When Everything Changes, Change Everything

I recently heard that phrase from a colleague. Turns out it’s the name of a self-help book designed to guide individuals through a personal crisis, but it’s also the perfect way for organisations to think about Covid-19.

There has never been a better time to think about changing your team or organisational culture.

For years I’ve heard leaders bemoan the fact that they don’t have a ‘burning platform’, a catalyst that will motivate and energise their people and focus them on making the changes they need to make. We didn’t ask for Covid-19, but there’s no denying that alongside the horror of a pandemic, it also offers us a significant moment of reflection.

Most organisations are already well advanced in the process of re-thinking their strategy in some form. Whether it’s who they target, what they offer or how they get it to market, they’re checking to make sure their unique combination of ‘who, what, how’ still makes sense as we work towards establishing a Covid-safe world. And, more than ever, they’re also asking why. What is the meaning behind our work. What contribution do we make to the world beyond making money. All this reflection is as essential for organisational performance as it is for our collective sanity.

What some have forgotten is that a new strategy without the culture to execute it successfully is just a piece of paper. One that will be paid lip-service, but almost certainly ignored when the really hard decisions come along. Strategy and culture are two parts of one thing. They are always changing and must constantly reinforce each other in an endless infinity loop.

Culture is the rules of belonging

Your organisation and your team already has a set of rules that dictate what earns or loses belonging in the group – those are the rules of belonging.

The rules of belonging are based on the behaviours that increase a person’s status and acceptance in a particular group at a particular time. So the rules hide in the interpretation of behaviour, not in the behaviour itself. Looking for them is a bit like looking at The Matrix, if you don’t know there’s something to see, you won’t see anything – but as soon as you know, you see rules of belonging everywhere. You may have seen that cartoon with the two fish in a bowl; one asks the other ‘how’s the water?’ and the other says ‘what’s water?’. Culture is like that. When you’re in it, it’s hard to see, but it fundamentally impacts everything we do.
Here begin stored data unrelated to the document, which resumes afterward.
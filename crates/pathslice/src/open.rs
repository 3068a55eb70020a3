//! Open set: min-priority queue of discovered, unexpanded nodes.

use std::cmp::Ordering;
use std::collections::{BinaryHeap, HashMap};
use std::hash::Hash;

use crate::record::NodeRecord;

/// Heap entry keyed by `cost`, then by arena slot.
///
/// Slots are handed out in discovery order, so equal keys pop first-found
/// first.
#[derive(Clone, Copy, Debug)]
struct OpenEntry {
    slot: usize,
    cost: f32,
}

impl Ord for OpenEntry {
    fn cmp(&self, other: &Self) -> Ordering {
        // Reverse so BinaryHeap (max-heap) pops smallest cost first.
        other
            .cost
            .total_cmp(&self.cost)
            .then_with(|| other.slot.cmp(&self.slot))
    }
}

impl PartialOrd for OpenEntry {
    fn partial_cmp(&self, other: &Self) -> Option<Ordering> {
        Some(self.cmp(other))
    }
}

impl PartialEq for OpenEntry {
    fn eq(&self, other: &Self) -> bool {
        self.cmp(other) == Ordering::Equal
    }
}

impl Eq for OpenEntry {}

/// Binary heap with lazy invalidation plus a node -> slot index.
///
/// `update_priority` pushes a fresh entry instead of sifting the old one;
/// superseded entries are skipped on `remove_min` because their key no
/// longer matches the record (keys only ever decrease while open).
pub(crate) struct OpenSet<T> {
    heap: BinaryHeap<OpenEntry>,
    index: HashMap<T, usize>,
}

impl<T: Clone + Eq + Hash> OpenSet<T> {
    pub(crate) fn with_capacity(capacity: usize) -> Self {
        Self {
            heap: BinaryHeap::with_capacity(capacity),
            index: HashMap::with_capacity(capacity),
        }
    }

    /// Drop all entries, keeping allocations, and make room for `capacity`.
    pub(crate) fn reset(&mut self, capacity: usize) {
        self.heap.clear();
        self.index.clear();
        self.heap.reserve(capacity);
        self.index.reserve(capacity);
    }

    pub(crate) fn enqueue(&mut self, records: &[NodeRecord<T>], slot: usize) {
        let rec = &records[slot];
        self.index.insert(rec.master.clone(), slot);
        self.heap.push(OpenEntry {
            slot,
            cost: rec.cost,
        });
    }

    /// Re-key `slot` after its record was relaxed.
    pub(crate) fn update_priority(&mut self, records: &[NodeRecord<T>], slot: usize) {
        debug_assert!(records[slot].open);
        self.heap.push(OpenEntry {
            slot,
            cost: records[slot].cost,
        });
    }

    /// Pop the cheapest live node and mark its record as no longer open.
    pub(crate) fn remove_min(&mut self, records: &mut [NodeRecord<T>]) -> Option<usize> {
        while let Some(entry) = self.heap.pop() {
            let rec = &mut records[entry.slot];
            // Skip stale entries.
            if !rec.open || rec.cost.total_cmp(&entry.cost) != Ordering::Equal {
                continue;
            }
            rec.open = false;
            self.index.remove(&rec.master);
            return Some(entry.slot);
        }
        None
    }

    /// Slot of `node` if it is currently open.
    pub(crate) fn find(&self, node: &T) -> Option<usize> {
        self.index.get(node).copied()
    }

    /// Number of live (non-superseded) open nodes.
    pub(crate) fn len(&self) -> usize {
        self.index.len()
    }

    pub(crate) fn is_empty(&self) -> bool {
        self.index.is_empty()
    }

    /// Slots of all open nodes, in no particular order.
    pub(crate) fn slots(&self) -> impl Iterator<Item = usize> + '_ {
        self.index.values().copied()
    }
}
use std::f32::consts::SQRT_2;

use crate::Point;

/// Manhattan (L1) distance between two points.
#[inline]
pub fn manhattan(a: Point, b: Point) -> f32 {
    ((a.x - b.x).abs() + (a.y - b.y).abs()) as f32
}

/// Chebyshev (L∞) distance between two points.
#[inline]
pub fn chebyshev(a: Point, b: Point) -> f32 {
    (a.x - b.x).abs().max((a.y - b.y).abs()) as f32
}

/// Octile distance: the exact cost on an open 8-connected grid where a
/// diagonal step costs `sqrt(2)`.
#[inline]
pub fn octile(a: Point, b: Point) -> f32 {
    let dx = (a.x - b.x).abs();
    let dy = (a.y - b.y).abs();
    let (lo, hi) = if dx < dy { (dx, dy) } else { (dy, dx) };
    (hi - lo) as f32 + lo as f32 * SQRT_2
}
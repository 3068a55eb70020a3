//! Shared helpers for the demos: seeded cave generation and a polling
//! driver that mimics a frame-budgeted host loop.

use pathslice::{Pathfinder, SearchState};
use pathslice_grid::{GridExplorer, Point, Tile, TileMap};
use rand::{Rng, RngExt};

/// Cave generation parameters.
#[derive(Debug, Clone, Copy)]
pub struct CaveConfig {
    pub width: i32,
    pub height: i32,
    /// Chance of a cell starting as wall.
    pub wall_init_pct: f64,
    /// Smoothing passes.
    pub passes: usize,
    /// Chance of a floor cell becoming rubble or water.
    pub rough_pct: f64,
}

impl Default for CaveConfig {
    fn default() -> Self {
        Self {
            width: 60,
            height: 20,
            wall_init_pct: 0.42,
            passes: 4,
            rough_pct: 0.08,
        }
    }
}

/// Generate a cave with cellular automata: random walls, then repeated
/// smoothing where a cell becomes wall if at least five cells of its 3x3
/// block are walls. The border is always wall.
pub fn generate_cave<R: Rng>(rng: &mut R, cfg: CaveConfig) -> TileMap {
    let mut map = TileMap::open(cfg.width, cfg.height);
    let border = |p: Point| p.x == 0 || p.y == 0 || p.x == cfg.width - 1 || p.y == cfg.height - 1;

    let points: Vec<Point> = map.points().collect();
    for &p in &points {
        let r: f64 = rng.random();
        if border(p) || r < cfg.wall_init_pct {
            map.set(p, Tile::Wall);
        }
    }

    for _ in 0..cfg.passes {
        let prev = map.clone();
        for &p in &points {
            if border(p) {
                continue;
            }
            let mut walls = 0;
            for dy in -1..=1 {
                for dx in -1..=1 {
                    if !prev.is_passable(p.shift(dx, dy)) {
                        walls += 1;
                    }
                }
            }
            map.set(p, if walls >= 5 { Tile::Wall } else { Tile::Floor });
        }
    }

    for &p in &points {
        if map.at(p) == Some(Tile::Floor) && rng.random::<f64>() < cfg.rough_pct {
            let tile = if rng.random_range(0..2u32) == 0 {
                Tile::Rubble
            } else {
                Tile::Water
            };
            map.set(p, tile);
        }
    }
    map
}

/// Pick a random passable point, `None` if the map has no floor.
pub fn random_floor<R: Rng>(rng: &mut R, map: &TileMap) -> Option<Point> {
    let floors: Vec<Point> = map.points().filter(|&p| map.is_passable(p)).collect();
    if floors.is_empty() {
        return None;
    }
    Some(floors[rng.random_range(0..floors.len())])
}

/// Outcome of one demo query.
#[derive(Debug, Clone)]
pub struct QueryReport {
    pub state: SearchState,
    pub polls: usize,
    pub iterations_per_poll: usize,
    pub expanded: usize,
    /// The found path, or the closest-path fallback.
    pub path: Vec<Point>,
    pub cost: Option<f32>,
    pub valid: bool,
}

/// Drive one search a slice at a time, as a host loop would once per frame.
pub fn run_query(
    finder: &Pathfinder,
    explorer: &GridExplorer<'_>,
    start: Point,
    goal: Point,
) -> QueryReport {
    let mut search = finder.search(explorer, Some(start), [goal]);
    let iterations_per_poll = search.iterations_per_poll();
    let mut polls = 0;
    while !search.state().is_terminal() {
        search.poll();
        polls += 1;
    }
    let state = search.state();
    let path = search.build_closest_path().to_vec();
    QueryReport {
        state,
        polls,
        iterations_per_poll,
        expanded: search.closed_len(),
        path,
        cost: search.path_cost(),
        valid: search.validate(true, true),
    }
}
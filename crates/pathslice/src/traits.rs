use std::hash::Hash;

/// Capability supplying the graph a search runs over.
///
/// The engine never mutates nodes; it only clones them into its own
/// bookkeeping. Implementations are borrowed for the lifetime of a
/// [`SearchProcess`](crate::SearchProcess).
pub trait Explorer {
    /// Domain node identity.
    type Node: Clone + Eq + Hash;

    /// Append the neighbours of `node` into `buf`. The caller clears `buf`
    /// before calling. Nodes that do not exist must simply not be pushed.
    fn neighbours(&self, node: &Self::Node, buf: &mut Vec<Self::Node>);

    /// Cost of the edge `from -> to`. Used for the path cost (g).
    fn path_cost(&self, from: &Self::Node, to: &Self::Node) -> f32;

    /// Heuristic estimate of the cost from `from` to `to` (h).
    /// Must never overestimate the true cost for optimal results.
    fn shortest_path(&self, from: &Self::Node, to: &Self::Node) -> f32;

    /// Cheap pre-filter run before a search starts. False positives are
    /// allowed, false negatives make a goal unreachable.
    fn reachable(&self, _from: &Self::Node, _to: &Self::Node) -> bool {
        true
    }

    /// Whether `node` may be entered.
    fn passable(&self, _node: &Self::Node) -> bool {
        true
    }
}
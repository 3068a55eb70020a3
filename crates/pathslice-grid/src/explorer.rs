use std::f32::consts::SQRT_2;

use pathslice::Explorer;

use crate::components::Components;
use crate::distance::{manhattan, octile};
use crate::map::TileMap;
use crate::Point;

/// Which moves are allowed between cells.
#[derive(Debug, Clone, Copy, PartialEq, Eq, Hash, Default)]
#[cfg_attr(feature = "serde", derive(serde::Serialize, serde::Deserialize))]
pub enum Connectivity {
    /// Cardinal moves only.
    #[default]
    Four,
    /// Cardinal and diagonal moves. A diagonal move may not cut the corner
    /// of a wall.
    Eight,
}

impl Connectivity {
    /// Append the in-bounds neighbours of `p` into `buf`.
    ///
    /// Cardinal neighbours are pushed regardless of terrain. Diagonal
    /// neighbours are only pushed when both cells they squeeze past are
    /// passable.
    pub fn neighbors(self, map: &TileMap, p: Point, buf: &mut Vec<Point>) {
        for n in p.neighbors_4() {
            if map.contains(n) {
                buf.push(n);
            }
        }
        if self == Self::Four {
            return;
        }
        for n in p.diagonals() {
            if map.contains(n)
                && map.is_passable(Point::new(n.x, p.y))
                && map.is_passable(Point::new(p.x, n.y))
            {
                buf.push(n);
            }
        }
    }
}

/// [`Explorer`] over a [`TileMap`].
///
/// Entering a cell costs its tile cost, times `sqrt(2)` for diagonal moves.
/// The heuristic is Manhattan distance for [`Connectivity::Four`] and
/// octile distance for [`Connectivity::Eight`]; both are admissible because
/// the cheapest tile costs 1.
pub struct GridExplorer<'a> {
    map: &'a TileMap,
    connectivity: Connectivity,
    components: Option<Components>,
}

impl<'a> GridExplorer<'a> {
    pub fn new(map: &'a TileMap, connectivity: Connectivity) -> Self {
        Self {
            map,
            connectivity,
            components: None,
        }
    }

    /// Label connected components so that [`Explorer::reachable`] becomes
    /// exact instead of always answering yes.
    pub fn with_components(mut self) -> Self {
        self.components = Some(Components::label(self.map, self.connectivity));
        self
    }

    pub fn map(&self) -> &TileMap {
        self.map
    }

    pub fn connectivity(&self) -> Connectivity {
        self.connectivity
    }

    pub fn components(&self) -> Option<&Components> {
        self.components.as_ref()
    }
}

impl Explorer for GridExplorer<'_> {
    type Node = Point;

    fn neighbours(&self, node: &Point, buf: &mut Vec<Point>) {
        self.connectivity.neighbors(self.map, *node, buf);
    }

    fn path_cost(&self, from: &Point, to: &Point) -> f32 {
        let Some(cost) = self.map.cost(*to) else {
            return f32::INFINITY;
        };
        if from.is_diagonal_to(*to) {
            cost * SQRT_2
        } else {
            cost
        }
    }

    fn shortest_path(&self, from: &Point, to: &Point) -> f32 {
        match self.connectivity {
            Connectivity::Four => manhattan(*from, *to),
            Connectivity::Eight => octile(*from, *to),
        }
    }

    fn reachable(&self, from: &Point, to: &Point) -> bool {
        match &self.components {
            Some(cc) => cc.same_component(*from, *to),
            None => true,
        }
    }

    fn passable(&self, node: &Point) -> bool {
        self.map.is_passable(*node)
    }
}
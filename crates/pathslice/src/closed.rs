//! Closed set: expanded nodes, write-once.

use std::collections::HashSet;
use std::hash::Hash;

/// Membership set plus expansion-ordered history of arena slots.
pub(crate) struct ClosedSet<T> {
    members: HashSet<T>,
    history: Vec<usize>,
}

impl<T: Eq + Hash> ClosedSet<T> {
    pub(crate) fn with_capacity(capacity: usize) -> Self {
        Self {
            members: HashSet::with_capacity(capacity),
            history: Vec::with_capacity(capacity),
        }
    }

    /// Drop all members, keeping allocations, and make room for `capacity`.
    pub(crate) fn reset(&mut self, capacity: usize) {
        self.members.clear();
        self.history.clear();
        self.members.reserve(capacity);
        self.history.reserve(capacity);
    }

    pub(crate) fn contains(&self, node: &T) -> bool {
        self.members.contains(node)
    }

    pub(crate) fn insert(&mut self, node: T, slot: usize) {
        let fresh = self.members.insert(node);
        debug_assert!(fresh, "node closed twice");
        self.history.push(slot);
    }

    pub(crate) fn len(&self) -> usize {
        self.history.len()
    }

    /// Arena slots in expansion order.
    pub(crate) fn history(&self) -> &[usize] {
        &self.history
    }
}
The new rules of belonging may support and accelerate our new strategies or may hinder and delay them. The only way to know is to be deliberate about it. To identify the behaviours we need more of and less of and put in place clear actions to ensure they shift in the right direction. This happens most effectively through explicit, specific conversations with our people about what worked in the old world that will and won’t work in the new. Then putting in place new rituals and building new tribes who embrace and reinforce what the new good looks like around here; our new rules of belonging.

Your culture is changing right now

Our sense of belonging has been fundamentally disrupted and it’s less clear right now what the rules of belonging are. They’re changing. They’re unfrozen. The only thing we can be certain of is that they will refreeze again, and it may be sooner than we think.

That means your culture is changing anyway. Right now. Whether you’re actively managing it or not. It will happen by accident or it will happen deliberately.

Let’s seize the rare opportunity to make it deliberate.